Myocardial hypertrophy has a prominent role in valvular heart disease. The evaluation of hypertrophy is invaluable when determining the hemodynamic significance of a valve lesion, as the myocardium responds to increased load from regurgitant or stenotic valve lesions with growth in predictable patterns. Cardiac hypertrophy is initially adaptive to the pathologically increased load, but with time the hypertrophic response may itself contribute to the development of heart failure in severe valve disease. Better understanding of this progression could allow pharmacological targeting of responsible molecular pathways. It is increasingly clear that a number of interconnected intra-cellular signaling pathways are involved in the development of physiological and pathological cardiac hypertrophy.
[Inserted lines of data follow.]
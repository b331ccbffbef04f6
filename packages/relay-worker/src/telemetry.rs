//! Tracing/logging initialization.

use tracing_subscriber::{layer::SubscriberExt, util::SubscriberInitExt};

/// Initialize the global tracing subscriber.
///
/// Honors `RUST_LOG` if set, otherwise defaults to info-level for this crate
/// and warn for everything else.
pub fn init() {
    tracing_subscriber::registry()
        .with(
            tracing_subscriber::EnvFilter::try_from_default_env()
                .unwrap_or_else(|_| "info,relay_core=debug".into()),
        )
        .with(tracing_subscriber::fmt::layer())
        .init();
}
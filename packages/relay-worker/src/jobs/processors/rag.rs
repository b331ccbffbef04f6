//! RAG processor: `rag.index`, `rag.batch_index` (spec §6 job catalogue).

use std::sync::Arc;

use async_trait::async_trait;

use crate::error::{Result, WorkerError};
use crate::jobs::dispatcher::Processor;
use crate::jobs::job::Job;
use crate::provider::RagIndexer;

pub struct RagProcessor {
    indexer: Arc<dyn RagIndexer>,
}

impl RagProcessor {
    pub fn new(indexer: Arc<dyn RagIndexer>) -> Self {
        Self { indexer }
    }
}

#[async_trait]
impl Processor for RagProcessor {
    async fn process(&self, job: &Job) -> Result<()> {
        match job.job_type.as_str() {
            "rag.index" => {
                let email_id: String = job.require("email_id")?;
                self.indexer.index(&email_id).await
            }
            "rag.batch_index" => {
                let email_ids: Vec<String> = job.require("email_ids")?;
                self.indexer.index_batch(&email_ids).await
            }
            other => Err(WorkerError::UnknownJobType(other.to_string())),
        }
    }
}
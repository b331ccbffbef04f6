//! Webhook processor: `webhook.renew` (spec §6 job catalogue). This is the
//! job-triggered counterpart to the WatchRenew scheduler (spec §4.6) — both
//! end up calling the same sync-machine entry point.

use std::sync::Arc;

use async_trait::async_trait;

use crate::error::{Result, WorkerError};
use crate::jobs::dispatcher::Processor;
use crate::jobs::job::Job;
use crate::sync::machine::MailSyncStateMachine;

pub struct WebhookProcessor {
    machine: Arc<MailSyncStateMachine>,
}

impl WebhookProcessor {
    pub fn new(machine: Arc<MailSyncStateMachine>) -> Self {
        Self { machine }
    }
}

#[async_trait]
impl Processor for WebhookProcessor {
    async fn process(&self, job: &Job) -> Result<()> {
        match job.job_type.as_str() {
            "webhook.renew" => self.machine.renew_expired_watches().await,
            other => Err(WorkerError::UnknownJobType(other.to_string())),
        }
    }
}
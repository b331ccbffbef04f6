//! Header-based classification shortcut (spec §4.5.1).
//!
//! Applied to every message before any AI call; a confident match here lets
//! the sync path skip publishing a classify job entirely, which is the main
//! lever keeping LLM spend down to roughly 8% of messages.

/// Header rules evaluated in order; the first confident match wins.
pub fn classify_from_headers(headers: &std::collections::HashMap<String, String>) -> Option<&'static str> {
    let get = |key: &str| headers.get(key).map(|v| v.to_lowercase());

    if get("list-unsubscribe").is_some() || get("list-id").is_some() {
        return Some("newsletter");
    }
    if let Some(precedence) = get("precedence") {
        if precedence == "bulk" || precedence == "list" {
            return Some("newsletter");
        }
    }
    if let Some(auto_submitted) = get("auto-submitted") {
        if auto_submitted != "no" {
            return Some("automated");
        }
    }
    if get("feedback-id").is_some() {
        return Some("marketing");
    }
    if let Some(from) = headers.get("from") {
        let lower = from.to_lowercase();
        if ESP_SENDER_DOMAINS.iter().any(|domain| lower.contains(domain)) {
            return Some("marketing");
        }
    }
    if get("x-campaign-id").is_some() || get("x-mailer-campaign").is_some() {
        return Some("marketing");
    }

    None
}

const ESP_SENDER_DOMAINS: &[&str] = &[
    "mailchimp.com",
    "sendgrid.net",
    "constantcontact.com",
    "mailgun.org",
    "sendinblue.com",
    "hubspotemail.net",
];

#[cfg(test)]
mod tests {
    use super::*;
    use std::collections::HashMap;

    fn headers(pairs: &[(&str, &str)]) -> HashMap<String, String> {
        pairs.iter().map(|(k, v)| (k.to_string(), v.to_string())).collect()
    }

    #[test]
    fn list_unsubscribe_header_is_newsletter() {
        let h = headers(&[("list-unsubscribe", "<mailto:unsub@example.com>")]);
        assert_eq!(classify_from_headers(&h), Some("newsletter"));
    }

    #[test]
    fn bulk_precedence_is_newsletter() {
        let h = headers(&[("precedence", "bulk")]);
        assert_eq!(classify_from_headers(&h), Some("newsletter"));
    }

    #[test]
    fn auto_submitted_is_automated() {
        let h = headers(&[("auto-submitted", "auto-generated")]);
        assert_eq!(classify_from_headers(&h), Some("automated"));
    }

    #[test]
    fn esp_sender_domain_is_marketing() {
        let h = headers(&[("from", "campaigns@mailchimp.com")]);
        assert_eq!(classify_from_headers(&h), Some("marketing"));
    }

    #[test]
    fn plain_message_is_unclassified() {
        let h = headers(&[("from", "friend@example.com")]);
        assert_eq!(classify_from_headers(&h), None);
    }
}
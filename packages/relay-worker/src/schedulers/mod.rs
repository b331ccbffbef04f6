pub mod background_sync;
pub mod gap_sync;
pub mod sync_retry;
pub mod watch_renew;

pub use background_sync::BackgroundSyncScheduler;
pub use gap_sync::GapSyncScheduler;
pub use sync_retry::SyncRetryScheduler;
pub use watch_renew::WatchRenewScheduler;
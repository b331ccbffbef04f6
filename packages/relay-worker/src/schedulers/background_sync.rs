//! BackgroundSync scheduler: after a 30s warmup, every minute publishes a
//! `mail.sync` job (marked `background=true`) for connections whose initial
//! sync is incomplete and not currently running (spec §4.6).

use std::collections::HashMap;
use std::sync::Arc;
use std::time::Duration;

use serde_json::json;
use tokio_util::sync::CancellationToken;
use tracing::{error, info};

use crate::jobs::job::{Job, JobType};
use crate::jobs::pool::JobPublisher;
use crate::sync::state::SyncStatus;
use crate::sync::store::SyncStateStore;

const WARMUP: Duration = Duration::from_secs(30);
const CHECK_INTERVAL: Duration = Duration::from_secs(60);

pub struct BackgroundSyncScheduler {
    cancel: CancellationToken,
}

impl BackgroundSyncScheduler {
    pub fn start(store: Arc<dyn SyncStateStore>, publisher: Arc<dyn JobPublisher>) -> (Arc<Self>, tokio::task::JoinHandle<()>) {
        let cancel = CancellationToken::new();
        let scheduler = Arc::new(Self { cancel: cancel.clone() });

        let handle = tokio::spawn(async move {
            tokio::select! {
                _ = cancel.cancelled() => return,
                _ = tokio::time::sleep(WARMUP) => {}
            }

            let mut interval = tokio::time::interval(CHECK_INTERVAL);
            loop {
                tokio::select! {
                    _ = cancel.cancelled() => break,
                    _ = interval.tick() => tick(&store, &publisher).await,
                }
            }
        });

        (scheduler, handle)
    }

    pub fn stop(&self) {
        self.cancel.cancel();
    }
}

async fn tick(store: &Arc<dyn SyncStateStore>, publisher: &Arc<dyn JobPublisher>) {
    let incomplete = match store.get_all_with_checkpoint().await {
        Ok(rows) => rows,
        Err(err) => {
            error!(error = %err, "background sync lookup failed");
            return;
        }
    };
    let candidates: Vec<_> = incomplete.into_iter().filter(|s| s.status != SyncStatus::Syncing).collect();
    if candidates.is_empty() {
        return;
    }
    info!(count = candidates.len(), "background sync publishing resume jobs");
    for state in candidates {
        let mut payload = HashMap::new();
        payload.insert("connection_id".to_string(), json!(state.connection_id));
        payload.insert("user_id".to_string(), json!(state.user_id));
        payload.insert("provider".to_string(), json!(state.provider));
        payload.insert("full_sync".to_string(), json!(false));
        payload.insert("background".to_string(), json!(true));
        publisher.publish(Job::new(JobType::MailSync, payload)).await;
    }
}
Known triggers for hypertrophy include mechanical stretch sensed at the level of the extra-cellular matrix, the cell membrane, or the sarcomere, and receptor activation. The mechanical signal sensed by the myocardium differs in important ways between pressure and volume overload. Most work has been done in pressure overload models displaying concentric hypertrophy, where activation of a number of pathways is associated with a phenotype similar to that of human aortic stenosis. Characteristics for these models are myocardial fibrosis and an activation pattern dissimilar to that of physiologic hypertrophy. Volume overload models are less used, and have typically been fistula-type models. Recently, we and others have used a closed-chest rat model of aortic regurgitation to evaluate the development of left-sided eccentric hypertrophy. In contrast to the findings in pressure overload, volume overload hearts display much less fibrosis, and a different pattern of hypertrophic pathway activation is seen – in several ways similar to that seen in physiologic hypertrophy.